***** AVAILABLE RECORDS *****
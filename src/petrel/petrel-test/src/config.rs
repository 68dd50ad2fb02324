/*
 * Petrel mail transfer engine
 * Copyright (C) 2024 the Petrel developers
 *
 * This program is free software: you can redistribute it and/or modify it under
 * the terms of the GNU General Public License as published by the Free Software
 * Foundation, either version 3 of the License, or any later version.
 *
 * This program is distributed in the hope that it will be useful, but WITHOUT
 * ANY WARRANTY; without even the implied warranty of MERCHANTABILITY or FITNESS
 * FOR A PARTICULAR PURPOSE.  See the GNU General Public License for more details.
 *
 * You should have received a copy of the GNU General Public License along with
 * this program. If not, see https://www.gnu.org/licenses/.
 *
*/

use petrel_protocol::{
    rustls, ConnectionKind, DeliverByPolicy, Extensions, MtPriorityProfile, ReceiverConfig,
};

const TEST_SERVER_CERT: &str =
    concat!(env!("CARGO_MANIFEST_DIR"), "/src/template/certs/certificate.crt");
const TEST_SERVER_KEY: &str = concat!(
    env!("CARGO_MANIFEST_DIR"),
    "/src/template/certs/private_key.rsa.key"
);

/// The configuration every test starts from: every extension on, insecure
/// AUTH allowed, short timeouts.
#[must_use]
pub fn local_test() -> ReceiverConfig {
    ReceiverConfig {
        domain: "testserver.com".to_owned(),
        kind: ConnectionKind::Smtp,
        message_size_max: Some(20_000_000),
        rcpt_max: Some(32),
        error_threshold: 3,
        read_timeout: Some(std::time::Duration::from_secs(5)),
        write_timeout: Some(std::time::Duration::from_secs(5)),
        allow_insecure_auth: true,
        tls_handshake_timeout: std::time::Duration::from_secs(2),
        extensions: Extensions {
            utf8: true,
            require_tls: true,
            binary_mime: true,
            dsn: true,
            rrvs: true,
            deliver_by: Some(DeliverByPolicy {
                min_seconds: Some(60),
            }),
            mt_priority: Some(MtPriorityProfile::Mixer),
        },
        ..ReceiverConfig::default()
    }
}

/// [`local_test`] in LMTP mode.
#[must_use]
pub fn lmtp_test() -> ReceiverConfig {
    ReceiverConfig {
        kind: ConnectionKind::Lmtp,
        ..local_test()
    }
}

/// [`local_test`] with the test certificate, so STARTTLS is advertised.
#[must_use]
pub fn tls_test() -> ReceiverConfig {
    ReceiverConfig {
        tls: Some(server_tls_config()),
        ..local_test()
    }
}

/// Server-side rustls config over the checked-in self-signed certificate.
#[must_use]
pub fn server_tls_config() -> std::sync::Arc<rustls::ServerConfig> {
    let mut reader =
        std::io::BufReader::new(std::fs::File::open(TEST_SERVER_CERT).expect("test certificate"));
    let certs = rustls_pemfile::certs(&mut reader)
        .expect("valid pem")
        .into_iter()
        .map(rustls::Certificate)
        .collect::<Vec<_>>();

    let mut reader =
        std::io::BufReader::new(std::fs::File::open(TEST_SERVER_KEY).expect("test key"));
    let key = rustls_pemfile::rsa_private_keys(&mut reader)
        .expect("valid pem")
        .into_iter()
        .map(rustls::PrivateKey)
        .next()
        .expect("one rsa key");

    std::sync::Arc::new(
        rustls::ServerConfig::builder()
            .with_safe_defaults()
            .with_no_client_auth()
            .with_single_cert(certs, key)
            .expect("certificate and key match"),
    )
}

struct AcceptTestCertificate;

impl rustls::client::ServerCertVerifier for AcceptTestCertificate {
    fn verify_server_cert(
        &self,
        _end_entity: &rustls::Certificate,
        _intermediates: &[rustls::Certificate],
        _server_name: &rustls::ServerName,
        _scts: &mut dyn Iterator<Item = &[u8]>,
        _ocsp_response: &[u8],
        _now: std::time::SystemTime,
    ) -> Result<rustls::client::ServerCertVerified, rustls::Error> {
        // self-signed test certificate
        Ok(rustls::client::ServerCertVerified::assertion())
    }
}

/// Client-side rustls config that trusts the test server blindly.
#[must_use]
pub fn client_tls_config() -> std::sync::Arc<rustls::ClientConfig> {
    std::sync::Arc::new(
        rustls::ClientConfig::builder()
            .with_safe_defaults()
            .with_custom_certificate_verifier(std::sync::Arc::new(AcceptTestCertificate))
            .with_no_client_auth(),
    )
}

/// The greeting [`local_test`] produces.
#[must_use]
pub fn greeting() -> String {
    "220 testserver.com ESMTP Service Ready\r\n".to_owned()
}

/// The greeting [`lmtp_test`] produces.
#[must_use]
pub fn lmtp_greeting() -> String {
    "220 testserver.com LMTP Service Ready\r\n".to_owned()
}

/// The full EHLO/LHLO capability reply of [`local_test`], without STARTTLS
/// or AUTH.
#[must_use]
pub fn capabilities() -> String {
    "250-testserver.com\r\n\
     250-PIPELINING\r\n\
     250-8BITMIME\r\n\
     250-ENHANCEDSTATUSCODES\r\n\
     250-CHUNKING\r\n\
     250-SMTPUTF8\r\n\
     250-BINARYMIME\r\n\
     250-DSN\r\n\
     250-RRVS\r\n\
     250-LIMITS RCPTMAX=32\r\n\
     250-SIZE 20000000\r\n\
     250-DELIVERBY 60\r\n\
     250 MT-PRIORITY MIXER\r\n"
        .to_owned()
}

/// [`capabilities`] with a line spliced in after CHUNKING (where STARTTLS
/// and AUTH land).
#[must_use]
pub fn capabilities_with(extra: &str) -> String {
    capabilities().replace(
        "250-SMTPUTF8\r\n",
        &format!("{extra}250-SMTPUTF8\r\n"),
    )
}
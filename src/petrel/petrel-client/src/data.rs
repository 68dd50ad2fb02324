/*
 * Petrel mail transfer engine
 * Copyright (C) 2024 the Petrel developers
 *
 * This program is free software: you can redistribute it and/or modify it under
 * the terms of the GNU General Public License as published by the Free Software
 * Foundation, either version 3 of the License, or any later version.
 *
 * This program is distributed in the hope that it will be useful, but WITHOUT
 * ANY WARRANTY; without even the implied warranty of MERCHANTABILITY or FITNESS
 * FOR A PARTICULAR PURPOSE.  See the GNU General Public License for more details.
 *
 * You should have received a copy of the GNU General Public License along with
 * this program. If not, see https://www.gnu.org/licenses/.
 *
*/

//! Dot stuffing for DATA (RFC 5321 §4.5.2): a `.` at the start of any line
//! is doubled so that the bare `.` line stays the terminator.

#[derive(Clone, Copy, PartialEq, Eq)]
enum LineState {
    /// Start of the message or right after a CRLF.
    Start,
    /// Mid-line.
    Normal,
    /// Saw CR, waiting for the LF.
    SawCr,
}

/// Streaming dot-stuffer. Bytes pass through untouched except for the extra
/// `.` inserted before a line-leading `.`; the terminator logic guarantees
/// the message ends with `CRLF.CRLF` whatever the caller wrote last.
pub struct DotStuffer {
    state: LineState,
    emitted: bool,
}

impl Default for DotStuffer {
    #[inline]
    fn default() -> Self {
        Self {
            state: LineState::Start,
            emitted: false,
        }
    }
}

impl DotStuffer {
    /// Fresh stuffer, positioned at the start of a line.
    #[must_use]
    #[inline]
    pub fn new() -> Self {
        Self::default()
    }

    /// Process one chunk, handing every slice to write to `out`.
    #[inline]
    pub fn process_chunk<F>(&mut self, chunk: &[u8], mut out: F)
    where
        F: FnMut(&[u8]),
    {
        let mut start = 0;
        for (i, byte) in chunk.iter().copied().enumerate() {
            match self.state {
                LineState::Start => {
                    if byte == b'.' {
                        out(&chunk[start..i]);
                        out(b".");
                        start = i;
                    }
                    self.state = if byte == b'\r' {
                        LineState::SawCr
                    } else {
                        LineState::Normal
                    };
                }
                LineState::Normal => {
                    if byte == b'\r' {
                        self.state = LineState::SawCr;
                    }
                }
                LineState::SawCr => {
                    self.state = match byte {
                        b'\n' => LineState::Start,
                        b'\r' => LineState::SawCr,
                        _ => LineState::Normal,
                    };
                }
            }
        }
        if start < chunk.len() {
            self.emitted = true;
            out(&chunk[start..]);
        }
    }

    /// Emit the terminator, completing a missing final CRLF first, and
    /// reset for the next message.
    #[inline]
    pub fn end_message<F>(&mut self, mut out: F)
    where
        F: FnMut(&[u8]),
    {
        match self.state {
            LineState::Start if self.emitted => out(b".\r\n"),
            LineState::SawCr => out(b"\n.\r\n"),
            LineState::Start | LineState::Normal => out(b"\r\n.\r\n"),
        }
        self.state = LineState::Start;
        self.emitted = false;
    }
}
*****
THE PROBLEM → Where in the records above does the word "builder" appear? Copy each line that holds it.

COMPLETED TASK →
        rustls::ServerConfig::builder()
        rustls::ClientConfig::builder()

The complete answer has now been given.